Many individuals with chronic obstructive pulmonary disease (COPD) are only diagnosed after they experience late-stage exacerbations, but a new tool could hasten the process of diagnosing cases of COPD.
For at least one-third of Americans with chronic obstructive pulmonary disease (COPD) receive late-stage diagnoses after they experience disease exacerbations that eliminate the possibility of an intervention.
However, a professor at the University of Kentucky College of Public Health and a national team of public health experts have developed a tool to hasten the process of diagnosing cases of COPD patients.
“Undiagnosed and untreated COPD can lead to detriments in quality of life, and basically people start doing less because they have difficulty breathing,” David Mannino, MD, FCCP, said in a statement. “Many people attribute this difficulty of breathing to just getting older when, in fact, they may have a disease that is potentially treatable.”
Dr Mannino reported findings of a study examining the 5-step diagnostic tool at the meeting of the European Respiratory Society.
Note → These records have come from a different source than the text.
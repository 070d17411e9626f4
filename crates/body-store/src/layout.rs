//! Path layout: `root/<session>/<sanitized-id>.<direction>.body`.

use std::path::{Path, PathBuf};

use webtap_core_types::{BodyDirection, RequestId};

const BODY_EXT: &str = "body";

pub(crate) fn body_path(session_dir: &Path, id: &RequestId, direction: BodyDirection) -> PathBuf {
    session_dir.join(format!(
        "{}.{}.{}",
        sanitize_id(&id.0),
        direction.as_str(),
        BODY_EXT
    ))
}

/// Correlation ids come off the wire; keep only characters every
/// filesystem accepts.
pub(crate) fn sanitize_id(raw: &str) -> String {
    raw.chars()
        .map(|c| {
            if c.is_ascii_alphanumeric() || matches!(c, '-' | '_' | '.') {
                c
            } else {
                '_'
            }
        })
        .collect()
}
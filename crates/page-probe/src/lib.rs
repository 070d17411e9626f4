//! The in-page half of the observer.
//!
//! A [`PageProbe`] is installed once per page load over the two
//! request-issuing primitives. Everything about a request is captured
//! synchronously before it leaves (method, absolutized URL, flattened
//! headers, truncated body preview, caller stack), announced over the
//! bridge fire-and-forget, and matched later by a settle message carrying
//! the outcome. A capture fault of any kind is logged and swallowed; the
//! page's own request never notices the probe.

pub mod config;
pub mod fetch;
pub mod model;
pub mod xhr;

use std::collections::BTreeMap;
use std::sync::Arc;

use parking_lot::Mutex;
use tracing::debug;
use url::Url;

use probe_bridge::{BridgeHandle, SettleEvent, StartEvent, TapMessage};
use stack_normalizer::{normalize, NormalizeOptions, StackFrame};
use webtap_core_types::{BodyDirection, BodySink, RequestId, RequestKind};

pub use crate::config::ProbeConfig;
pub use crate::fetch::{FetchPrimitive, InstrumentedFetch, NetworkFault};
pub use crate::model::{RawBody, RawHeaders, RawRequest, RawResponse};
pub use crate::xhr::XhrObserver;

use crate::model::truncate_preview;

/// Snapshot of the hosting document the probe was installed into.
#[derive(Clone, Debug)]
pub struct PageContext {
    pub base_url: Url,
    pub secure: bool,
}

impl PageContext {
    pub fn new(base_url: Url) -> Self {
        let secure = base_url.scheme() == "https";
        Self { base_url, secure }
    }
}

/// Synchronous access to the engine's current call stack.
///
/// The probe calls this on the caller's own stack, strictly before the
/// first suspension point; an implementation that defers loses the trace.
pub trait StackSource: Send + Sync {
    /// Raw trace text in whatever dialect the engine speaks.
    fn capture(&self) -> Option<String>;
}

/// Source for engines that expose no trace API.
pub struct NoopStackSource;

impl StackSource for NoopStackSource {
    fn capture(&self) -> Option<String> {
        None
    }
}

/// Everything retained about one in-flight request between its start and
/// its settlement.
pub struct CaptureTicket {
    id: RequestId,
    request_body: Option<String>,
}

impl CaptureTicket {
    pub fn id(&self) -> &RequestId {
        &self.id
    }
}

/// The installed probe. One instance per page load, shared by every
/// wrapped primitive on that page.
pub struct PageProbe {
    context: PageContext,
    bridge: BridgeHandle,
    stack: Arc<dyn StackSource>,
    sink: Option<Arc<dyn BodySink>>,
    config: ProbeConfig,
}

impl PageProbe {
    /// Wrap one event-driven request; the caller forwards the primitive's
    /// terminal events to the returned observer.
    pub fn observe_xhr(self: &Arc<Self>, request: &RawRequest) -> XhrObserver {
        let ticket = self.capture_start(RequestKind::Xhr, request);
        XhrObserver::new(Arc::clone(self), ticket)
    }

    pub(crate) fn capture_start(&self, kind: RequestKind, request: &RawRequest) -> CaptureTicket {
        let id = RequestId::new();
        let stack_frames = self.capture_stack();
        let full_body = request.body.as_ref().map(|body| body.stringify());
        let body_preview = full_body
            .as_deref()
            .map(|body| truncate_preview(body, self.config.body_preview_limit));
        self.bridge.emit(TapMessage::Start(StartEvent {
            id: id.clone(),
            method: request.method_or_default(),
            url: self.resolve_url(&request.url),
            kind,
            headers: request.headers.clone().normalize(),
            body_preview,
            stack_frames,
        }));
        CaptureTicket {
            id,
            request_body: full_body,
        }
    }

    pub(crate) fn settle_success(&self, ticket: &CaptureTicket, response: &RawResponse) {
        let full_body = response.body.as_ref().map(|body| body.stringify());
        let body_preview = full_body
            .as_deref()
            .map(|body| truncate_preview(body, self.config.body_preview_limit));
        let status_text =
            (!response.status_text.is_empty()).then(|| response.status_text.clone());
        self.bridge.emit(TapMessage::Settle(SettleEvent {
            id: ticket.id.clone(),
            status: Some(response.status),
            status_text,
            headers: response.headers.clone().normalize(),
            body_preview,
            error: None,
        }));
        self.submit_bodies(ticket, full_body.as_deref());
    }

    pub(crate) fn settle_error(&self, ticket: &CaptureTicket, reason: &str) {
        self.bridge.emit(TapMessage::Settle(SettleEvent {
            id: ticket.id.clone(),
            status: None,
            status_text: None,
            headers: BTreeMap::new(),
            body_preview: None,
            error: Some(reason.to_string()),
        }));
        self.submit_bodies(ticket, None);
    }

    fn submit_bodies(&self, ticket: &CaptureTicket, response_body: Option<&str>) {
        let Some(sink) = self.sink.as_ref() else {
            return;
        };
        if let Some(body) = ticket.request_body.as_deref() {
            sink.submit(&ticket.id, BodyDirection::Request, body);
        }
        if let Some(body) = response_body {
            sink.submit(&ticket.id, BodyDirection::Response, body);
        }
    }

    fn capture_stack(&self) -> Vec<StackFrame> {
        let Some(raw) = self.stack.capture() else {
            return Vec::new();
        };
        let options = NormalizeOptions {
            max_frames: self.config.max_stack_frames,
            internal_markers: self.config.internal_markers.clone(),
            base: Some(self.context.base_url.clone()),
        };
        normalize(&raw, &options)
    }

    fn resolve_url(&self, raw: &str) -> String {
        match self.context.base_url.join(raw) {
            Ok(resolved) => resolved.to_string(),
            Err(err) => {
                debug!(target: "page-probe", error = %err, raw, "url left unresolved");
                raw.to_string()
            }
        }
    }
}

/// Check-and-set installation slot, owned by one page load.
///
/// Owning the slot per page load (rather than a process-wide flag) keeps
/// re-entry within one document a no-op while a fresh document starts
/// clean; discarding the installer discards the installation with it.
pub struct ProbeInstaller {
    slot: Mutex<Option<Arc<PageProbe>>>,
}

impl ProbeInstaller {
    pub fn new() -> Self {
        Self {
            slot: Mutex::new(None),
        }
    }

    /// Install once. A second call returns the existing probe untouched,
    /// so a primitive can never end up wrapped twice.
    pub fn install(
        &self,
        context: PageContext,
        bridge: BridgeHandle,
        stack: Arc<dyn StackSource>,
        sink: Option<Arc<dyn BodySink>>,
        config: ProbeConfig,
    ) -> Arc<PageProbe> {
        let mut slot = self.slot.lock();
        if let Some(existing) = slot.as_ref() {
            return Arc::clone(existing);
        }
        let probe = Arc::new(PageProbe {
            context,
            bridge,
            stack,
            sink,
            config,
        });
        *slot = Some(Arc::clone(&probe));
        probe
    }

    pub fn is_installed(&self) -> bool {
        self.slot.lock().is_some()
    }
}

impl Default for ProbeInstaller {
    fn default() -> Self {
        Self::new()
    }
}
A 3-year trial tested the effectiveness of a patient questionnaire posing 5 “yes” or “no” questions related to the patient’s lifestyle, as well as 2 common methods for diagnosing COPD: a peak flow examination and spirometry.
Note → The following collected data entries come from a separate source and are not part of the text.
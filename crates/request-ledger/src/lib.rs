//! The correlation ledger: single owner of all observed request state.
//!
//! Start and settle events arrive over the bridge in any cross-request
//! order; the ledger serializes every mutation and enforces the lifecycle:
//! a record opens Pending exactly once and settles exactly once. Duplicate
//! starts, unknown settles and repeated settles are silent no-ops, counted
//! but never propagated. Reads hand out insertion-ordered clones.

pub mod classify;
pub mod record;

use std::sync::atomic::{AtomicBool, Ordering};

use chrono::Utc;
use indexmap::IndexMap;
use parking_lot::RwLock;
use serde::Serialize;
use tokio::sync::broadcast;
use tracing::debug;

use probe_bridge::{SettleEvent, StartEvent, TapMessage};
use webtap_core_types::RequestId;

pub use crate::classify::{classify, ContentCategory};
pub use crate::record::{RequestPhase, RequestRecord};

/// Capacity of the lossy lifecycle event bus.
const EVENT_BUFFER: usize = 64;

/// Aggregate view for badges and summary rows.
#[derive(Clone, Copy, Debug, Default, Eq, PartialEq, Serialize)]
pub struct LedgerCounts {
    pub total: usize,
    pub pending: usize,
    pub succeeded: usize,
    pub failed: usize,
}

/// Consistency counters. The faults themselves are silent no-ops; these
/// keep them visible to anyone who asks.
#[derive(Clone, Copy, Debug, Default, Eq, PartialEq, Serialize)]
pub struct LedgerStats {
    pub started: u64,
    pub settled: u64,
    pub duplicate_starts: u64,
    pub unknown_settles: u64,
    pub duplicate_settles: u64,
    pub dropped_while_paused: u64,
}

/// Lifecycle notifications for live views. Lossy: a slow subscriber misses
/// events, it never blocks the ledger.
#[derive(Clone, Debug)]
pub enum LedgerEvent {
    Started(RequestId),
    Settled(RequestId),
    Cleared,
}

enum SettleOutcome {
    Applied,
    Unknown,
    Duplicate,
}

pub struct RequestLedger {
    inner: RwLock<LedgerInner>,
    paused: AtomicBool,
    page_secure: AtomicBool,
    events: broadcast::Sender<LedgerEvent>,
}

struct LedgerInner {
    records: IndexMap<RequestId, RequestRecord>,
    stats: LedgerStats,
}

impl RequestLedger {
    pub fn new() -> Self {
        let (events, _) = broadcast::channel(EVENT_BUFFER);
        Self {
            inner: RwLock::new(LedgerInner {
                records: IndexMap::new(),
                stats: LedgerStats::default(),
            }),
            paused: AtomicBool::new(false),
            page_secure: AtomicBool::new(false),
            events,
        }
    }

    /// Subscribe to lifecycle notifications.
    pub fn subscribe(&self) -> broadcast::Receiver<LedgerEvent> {
        self.events.subscribe()
    }

    /// Route one bridge message to its handler.
    pub fn apply(&self, message: TapMessage) {
        match message {
            TapMessage::Start(event) => self.apply_start(event),
            TapMessage::Settle(event) => self.apply_settle(event),
        }
    }

    fn apply_start(&self, event: StartEvent) {
        if self.paused.load(Ordering::SeqCst) {
            let mut inner = self.inner.write();
            inner.stats.dropped_while_paused =
                inner.stats.dropped_while_paused.saturating_add(1);
            return;
        }
        let page_was_secure = self.page_secure.load(Ordering::SeqCst);
        let mut inner = self.inner.write();
        if inner.records.contains_key(&event.id) {
            inner.stats.duplicate_starts = inner.stats.duplicate_starts.saturating_add(1);
            debug!(target: "request-ledger", id = %event.id, "duplicate start ignored");
            return;
        }
        let record = RequestRecord::open(event, page_was_secure, Utc::now());
        let id = record.id.clone();
        inner.records.insert(id.clone(), record);
        inner.stats.started = inner.stats.started.saturating_add(1);
        drop(inner);
        let _ = self.events.send(LedgerEvent::Started(id));
    }

    fn apply_settle(&self, event: SettleEvent) {
        let SettleEvent {
            id,
            status,
            status_text,
            headers,
            body_preview,
            error,
        } = event;
        let mut inner = self.inner.write();
        let outcome = match inner.records.get_mut(&id) {
            None => SettleOutcome::Unknown,
            Some(record) if record.is_settled() => SettleOutcome::Duplicate,
            Some(record) => {
                record.status = status;
                record.status_text = status_text;
                record.response_headers = headers;
                record.response_body_preview = body_preview;
                record.error = error;
                record.completed_at = Some(Utc::now());
                SettleOutcome::Applied
            }
        };
        match outcome {
            SettleOutcome::Applied => {
                inner.stats.settled = inner.stats.settled.saturating_add(1);
                drop(inner);
                let _ = self.events.send(LedgerEvent::Settled(id));
            }
            SettleOutcome::Unknown => {
                inner.stats.unknown_settles = inner.stats.unknown_settles.saturating_add(1);
                debug!(target: "request-ledger", id = %id, "settle without start discarded");
            }
            SettleOutcome::Duplicate => {
                inner.stats.duplicate_settles = inner.stats.duplicate_settles.saturating_add(1);
                debug!(target: "request-ledger", id = %id, "repeated settle ignored");
            }
        }
    }

    /// Insertion-ordered clone of every record.
    pub fn snapshot(&self) -> Vec<RequestRecord> {
        self.inner.read().records.values().cloned().collect()
    }

    pub fn get(&self, id: &RequestId) -> Option<RequestRecord> {
        self.inner.read().records.get(id).cloned()
    }

    pub fn counts(&self) -> LedgerCounts {
        let inner = self.inner.read();
        let mut counts = LedgerCounts {
            total: inner.records.len(),
            ..LedgerCounts::default()
        };
        for record in inner.records.values() {
            match record.phase() {
                RequestPhase::Pending => counts.pending += 1,
                RequestPhase::Succeeded => counts.succeeded += 1,
                RequestPhase::Failed => counts.failed += 1,
            }
        }
        counts
    }

    pub fn stats(&self) -> LedgerStats {
        self.inner.read().stats
    }

    /// Drop every record. Full bodies on disk are the store's concern.
    pub fn clear(&self) {
        self.inner.write().records.clear();
        let _ = self.events.send(LedgerEvent::Cleared);
    }

    /// Stop admitting new records. Records already pending still settle;
    /// the gate is checked only when a start arrives.
    pub fn pause(&self) {
        self.paused.store(true, Ordering::SeqCst);
    }

    pub fn resume(&self) {
        self.paused.store(false, Ordering::SeqCst);
    }

    pub fn is_paused(&self) -> bool {
        self.paused.load(Ordering::SeqCst)
    }

    /// Record whether the hosting page is currently on a secure origin.
    /// Snapshotted into each record as it opens, so later navigations do
    /// not rewrite history.
    pub fn set_page_secure(&self, secure: bool) {
        self.page_secure.store(secure, Ordering::SeqCst);
    }
}

impl Default for RequestLedger {
    fn default() -> Self {
        Self::new()
    }
}

#[cfg(test)]
mod tests {
    use super::*;
    use std::collections::BTreeMap;
    use webtap_core_types::RequestKind;

    fn start(id: &str, url: &str) -> TapMessage {
        TapMessage::Start(StartEvent {
            id: RequestId::from(id),
            method: "GET".to_string(),
            url: url.to_string(),
            kind: RequestKind::Fetch,
            headers: BTreeMap::new(),
            body_preview: None,
            stack_frames: Vec::new(),
        })
    }

    fn settle_ok(id: &str, status: u16) -> TapMessage {
        TapMessage::Settle(SettleEvent {
            id: RequestId::from(id),
            status: Some(status),
            status_text: Some("OK".to_string()),
            headers: BTreeMap::new(),
            body_preview: None,
            error: None,
        })
    }

    fn settle_err(id: &str, reason: &str) -> TapMessage {
        TapMessage::Settle(SettleEvent {
            id: RequestId::from(id),
            status: None,
            status_text: None,
            headers: BTreeMap::new(),
            body_preview: None,
            error: Some(reason.to_string()),
        })
    }

    #[test]
    fn settlement_is_idempotent() {
        let ledger = RequestLedger::new();
        ledger.apply(start("r1", "https://a.test/one"));
        ledger.apply(settle_ok("r1", 200));
        ledger.apply(settle_err("r1", "late failure"));

        let record = ledger.get(&RequestId::from("r1")).expect("record");
        assert_eq!(record.status, Some(200));
        assert!(record.error.is_none());
        assert_eq!(record.phase(), RequestPhase::Succeeded);
        assert_eq!(ledger.stats().duplicate_settles, 1);
    }

    #[test]
    fn unknown_settle_is_discarded() {
        let ledger = RequestLedger::new();
        ledger.apply(start("r1", "https://a.test/one"));
        ledger.apply(settle_ok("ghost", 200));

        assert_eq!(ledger.snapshot().len(), 1);
        assert_eq!(
            ledger.get(&RequestId::from("r1")).expect("record").phase(),
            RequestPhase::Pending
        );
        assert_eq!(ledger.stats().unknown_settles, 1);
    }

    #[test]
    fn duplicate_start_keeps_first_record() {
        let ledger = RequestLedger::new();
        ledger.apply(start("r1", "https://a.test/first"));
        ledger.apply(start("r1", "https://a.test/second"));

        let record = ledger.get(&RequestId::from("r1")).expect("record");
        assert_eq!(record.url, "https://a.test/first");
        assert_eq!(ledger.snapshot().len(), 1);
        assert_eq!(ledger.stats().duplicate_starts, 1);
    }

    #[test]
    fn settles_apply_in_any_cross_request_order() {
        let ledger = RequestLedger::new();
        ledger.apply(start("r1", "https://a.test/one"));
        ledger.apply(start("r2", "https://a.test/two"));
        ledger.apply(settle_ok("r2", 200));
        ledger.apply(settle_ok("r1", 201));

        let snapshot = ledger.snapshot();
        assert_eq!(snapshot.len(), 2);
        assert_eq!(snapshot[0].id, RequestId::from("r1"), "insertion order kept");
        assert_eq!(snapshot[0].status, Some(201));
        assert_eq!(snapshot[1].status, Some(200));
        assert!(snapshot.iter().all(RequestRecord::is_settled));
    }

    #[test]
    fn pause_gates_starts_but_not_settles() {
        let ledger = RequestLedger::new();
        ledger.apply(start("r1", "https://a.test/one"));
        ledger.pause();
        ledger.apply(start("r2", "https://a.test/two"));
        ledger.apply(settle_ok("r1", 200));

        assert_eq!(ledger.snapshot().len(), 1);
        assert!(ledger.get(&RequestId::from("r2")).is_none());
        assert_eq!(
            ledger.get(&RequestId::from("r1")).expect("record").status,
            Some(200)
        );
        assert_eq!(ledger.stats().dropped_while_paused, 1);

        ledger.resume();
        ledger.apply(start("r3", "https://a.test/three"));
        assert_eq!(ledger.snapshot().len(), 2);
    }

    #[test]
    fn counts_track_phases() {
        let ledger = RequestLedger::new();
        ledger.apply(start("r1", "https://a.test/one"));
        ledger.apply(start("r2", "https://a.test/two"));
        ledger.apply(start("r3", "https://a.test/three"));
        ledger.apply(settle_ok("r1", 200));
        ledger.apply(settle_err("r2", "connection reset"));

        let counts = ledger.counts();
        assert_eq!(counts.total, 3);
        assert_eq!(counts.pending, 1);
        assert_eq!(counts.succeeded, 1);
        assert_eq!(counts.failed, 1);
    }

    #[test]
    fn error_settle_marks_failed_phase() {
        let ledger = RequestLedger::new();
        ledger.apply(start("r1", "https://a.test/one"));
        ledger.apply(settle_err("r1", "timeout"));

        let record = ledger.get(&RequestId::from("r1")).expect("record");
        assert_eq!(record.phase(), RequestPhase::Failed);
        assert_eq!(record.error.as_deref(), Some("timeout"));
        assert!(record.duration_ms().is_some());
    }

    #[test]
    fn mixed_content_flag_snapshots_page_scheme() {
        let ledger = RequestLedger::new();
        ledger.set_page_secure(true);
        ledger.apply(start("r1", "http://plain.test/pixel"));
        ledger.set_page_secure(false);
        ledger.apply(start("r2", "http://plain.test/pixel"));

        assert!(ledger
            .get(&RequestId::from("r1"))
            .expect("record")
            .is_mixed_content());
        assert!(!ledger
            .get(&RequestId::from("r2"))
            .expect("record")
            .is_mixed_content());
    }

    #[test]
    fn clear_empties_the_ledger() {
        let ledger = RequestLedger::new();
        ledger.apply(start("r1", "https://a.test/one"));
        ledger.clear();
        assert!(ledger.snapshot().is_empty());
        assert_eq!(ledger.counts().total, 0);
    }

    #[test]
    fn lifecycle_events_are_published() {
        let ledger = RequestLedger::new();
        let mut events = ledger.subscribe();
        ledger.apply(start("r1", "https://a.test/one"));
        ledger.apply(settle_ok("r1", 200));
        ledger.clear();

        assert!(matches!(events.try_recv(), Ok(LedgerEvent::Started(_))));
        assert!(matches!(events.try_recv(), Ok(LedgerEvent::Settled(_))));
        assert!(matches!(events.try_recv(), Ok(LedgerEvent::Cleared)));
    }

    #[test]
    fn response_category_derives_from_settle_payload() {
        let ledger = RequestLedger::new();
        ledger.apply(start("r1", "https://a.test/api"));
        let mut headers = BTreeMap::new();
        headers.insert("Content-Type".to_string(), "application/json".to_string());
        ledger.apply(TapMessage::Settle(SettleEvent {
            id: RequestId::from("r1"),
            status: Some(200),
            status_text: Some("OK".to_string()),
            headers,
            body_preview: Some(r#"{"ok":true}"#.to_string()),
            error: None,
        }));

        let record = ledger.get(&RequestId::from("r1")).expect("record");
        assert_eq!(record.content_category(), ContentCategory::Json);
    }
}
Overall, the study found that the questionnaire paired with peak flow examination was the most effective diagnostic approach. Previous screening methods to diagnose COPD relied on the smoking history of the patient, as well as patient cough and sputum.
Not only could the tool help health providers diagnose COPD in mere seconds, but it could help patients find out if they suffer from COPD symptoms before a visit with the doctor.
Dr Mannino pointed out that in Kentucky not only is there a correlation between high rates of smoking and high rates of COPD, but residents are at a high risk of COPD because of other factors, such as coal mining, environmental dust, and poverty. Next, the researchers will test the effectiveness of the 5-question tool in different populations.
“What we would like to see is that this tool be used certainly in primary care practices,” Dr Mannino said. “There is the potential that this is something that could be used by individuals to screen themselves and sort of give them something to talk about with their physician.”